U.S. Rep. Barney Frank, D-Mass., gave the keynote address at the Coalition for Peace Action’s 30th anniversary Membership Dinner and Gathering on Saturday, June 18, at the McKay Campus Center of Princeton Theological Seminary.
Speaking to an audience of about 225, Rep. Frank talked about reducing Pentagon spending by $1 trillion over the next 10 years. He said we were still doing military budgets as if we had a threat to the existence of the United States, as we did from former Soviet Union.
According to the Rev. Robert Moore, executive director of the Coalition for Peace Action, Rep. Frank advocated substantial reductions in the Pentagon budget: $150 billion from stopping the Iraq and Afghanistan wars; and another $100 billion per year from the core Pentagon budget. This would reduce total military spending from about $700 billion per year to about $450 billion per year.

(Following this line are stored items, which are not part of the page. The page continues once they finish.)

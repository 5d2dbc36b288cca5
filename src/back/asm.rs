//! The assembler: AT&T text to x86-64 machine code, in two passes.
//!
//! Pass 1 records label offsets; pass 2 encodes for real.  Both passes
//! run the same encoder (pass 1 just withholds the symbol table), so
//! the size estimate and the final byte count agree by construction:
//! branch and RIP-relative displacements are always 32-bit, and every
//! other displacement width depends only on literal text.
//!
//! Encoding follows the usual x86-64 scheme: an optional 0x66
//! operand-size prefix, an optional REX prefix (W = 64-bit operand,
//! R/X/B = register-number extensions), the opcode, a ModR/M byte, an
//! optional SIB byte (rsp/r12 bases and scaled indexes), a
//! displacement, and an immediate.  rbp/r13 cannot take the
//! no-displacement form and get an explicit zero disp8; mod=00 with
//! r/m=101 is RIP-relative addressing.

use derive_more::Display;
use log::debug;

use crate::common::{id, Id, Map};
use crate::middle::ir::Reg;

#[derive(Clone, Copy, PartialEq, Eq, Debug)]
pub enum RelocKind {
    /// 32-bit displacement relative to the end of the field.
    Pc32,
    /// Absolute 64-bit address.
    Abs64,
}

#[derive(Clone, Debug)]
pub struct Reloc {
    pub offset: u64,
    pub symbol: Id,
    pub addend: i64,
    pub kind: RelocKind,
}

/// Assembler output: text-section bytes, label offsets, and the
/// relocations the linker must resolve.
#[derive(Debug, Default)]
pub struct ObjectCode {
    pub code: Vec<u8>,
    pub symbols: Map<Id, u64>,
    pub relocs: Vec<Reloc>,
}

#[derive(Display)]
#[display("encoding error: {}", self.0)]
pub struct EncodeError(String);

impl std::fmt::Debug for EncodeError {
    fn fmt(&self, f: &mut std::fmt::Formatter<'_>) -> std::fmt::Result {
        write!(f, "{self}")
    }
}

fn err(line: &str, what: &str) -> EncodeError {
    EncodeError(format!("{what} in '{}'", line.trim()))
}

pub fn assemble(text: &str) -> Result<ObjectCode, EncodeError> {
    // Pass 1: label offsets from exact instruction sizes.
    let mut symbols = Map::new();
    {
        let mut sizing = Encoder { out: vec![], relocs: vec![], symbols: None };
        for line in lines(text) {
            match line {
                Line::Label(name) => {
                    symbols.insert(id(name), sizing.out.len() as u64);
                }
                Line::Instr(text) => sizing.encode(text)?,
            }
        }
    }
    // Pass 2: encode with every label known.
    let (out, relocs) = {
        let mut enc = Encoder { out: vec![], relocs: vec![], symbols: Some(&symbols) };
        for line in lines(text) {
            if let Line::Instr(text) = line {
                enc.encode(text)?;
            }
        }
        (enc.out, enc.relocs)
    };
    debug!("assembled {} bytes, {} relocations", out.len(), relocs.len());
    Ok(ObjectCode { code: out, symbols, relocs })
}

enum Line<'a> {
    Label(&'a str),
    Instr(&'a str),
}

fn lines(text: &str) -> impl Iterator<Item = Line<'_>> {
    text.lines().filter_map(|raw| {
        let line = match raw.find('#') {
            Some(i) => raw[..i].trim(),
            None => raw.trim(),
        };
        if line.is_empty() {
            return None;
        }
        if let Some(name) = line.strip_suffix(':') {
            if !name.contains(char::is_whitespace) {
                return Some(Line::Label(name));
            }
        }
        if line.starts_with('.') {
            // Directives carry no code.
            return None;
        }
        Some(Line::Instr(line))
    })
}

/// A parsed operand.
#[derive(Debug, Clone)]
enum AOp {
    Imm(i64),
    Reg(Reg, i64),
    Mem(MemRef),
    Sym(String),
}

#[derive(Debug, Clone)]
struct MemRef {
    base: Option<Reg>,
    index: Option<Reg>,
    scale: u8,
    disp: i64,
    /// RIP-relative reference to this symbol.
    rip: Option<String>,
}

fn parse_operand(text: &str, line: &str) -> Result<AOp, EncodeError> {
    let text = text.trim();
    if let Some(imm) = text.strip_prefix('$') {
        return imm
            .parse::<i64>()
            .map(AOp::Imm)
            .map_err(|_| err(line, "bad immediate"));
    }
    if let Some(name) = text.strip_prefix('%') {
        return Reg::parse(name)
            .map(|(r, w)| AOp::Reg(r, w))
            .ok_or_else(|| err(line, "unknown register"));
    }
    if let Some(open) = text.find('(') {
        let head = text[..open].trim();
        let inner = text[open + 1..]
            .strip_suffix(')')
            .ok_or_else(|| err(line, "unterminated memory operand"))?;
        let parts: Vec<&str> = inner.split(',').map(str::trim).collect();
        if parts.first() == Some(&"%rip") {
            return Ok(AOp::Mem(MemRef {
                base: None,
                index: None,
                scale: 1,
                disp: 0,
                rip: Some(head.to_string()),
            }));
        }
        let disp = if head.is_empty() {
            0
        } else {
            head.parse::<i64>().map_err(|_| err(line, "bad displacement"))?
        };
        let reg = |s: &str| -> Result<Reg, EncodeError> {
            s.strip_prefix('%')
                .and_then(Reg::parse)
                .map(|(r, _)| r)
                .ok_or_else(|| err(line, "bad base or index register"))
        };
        let base = Some(reg(parts[0])?);
        let index = match parts.get(1) {
            Some(p) => Some(reg(p)?),
            None => None,
        };
        let scale = match parts.get(2) {
            Some(p) => p.parse::<u8>().map_err(|_| err(line, "bad scale"))?,
            None => 1,
        };
        return Ok(AOp::Mem(MemRef { base, index, scale, disp, rip: None }));
    }
    Ok(AOp::Sym(text.to_string()))
}

/// Split an operand list on top-level commas (parens keep their
/// commas).
fn split_operands(text: &str) -> Vec<&str> {
    let mut out = vec![];
    let mut depth = 0;
    let mut start = 0;
    for (i, c) in text.char_indices() {
        match c {
            '(' => depth += 1,
            ')' => depth -= 1,
            ',' if depth == 0 => {
                out.push(text[start..i].trim());
                start = i + 1;
            }
            _ => {}
        }
    }
    let last = text[start..].trim();
    if !last.is_empty() {
        out.push(last);
    }
    out
}

struct Encoder<'s> {
    out: Vec<u8>,
    relocs: Vec<Reloc>,
    /// None while sizing (pass 1): branches encode as zero and no
    /// relocations are recorded.
    symbols: Option<&'s Map<Id, u64>>,
}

That would still have the United States spending more than the next 10 largest national military budgets of other nations combined.
Another example he said Rep. Frank gave was raising the question of why we continued to need three ways of delivering nuclear weapons and destroying any nation on earth many times over. Why couldn’t we get by with two ways to do that, he asked.
The Coalition for Peace Action, based in Princeton and founded in 1980, is the largest peace organization in the region, currently with more than 7,600 members and supporting households and 20 chapter-affiliates in New Jersey and Pennsylvania.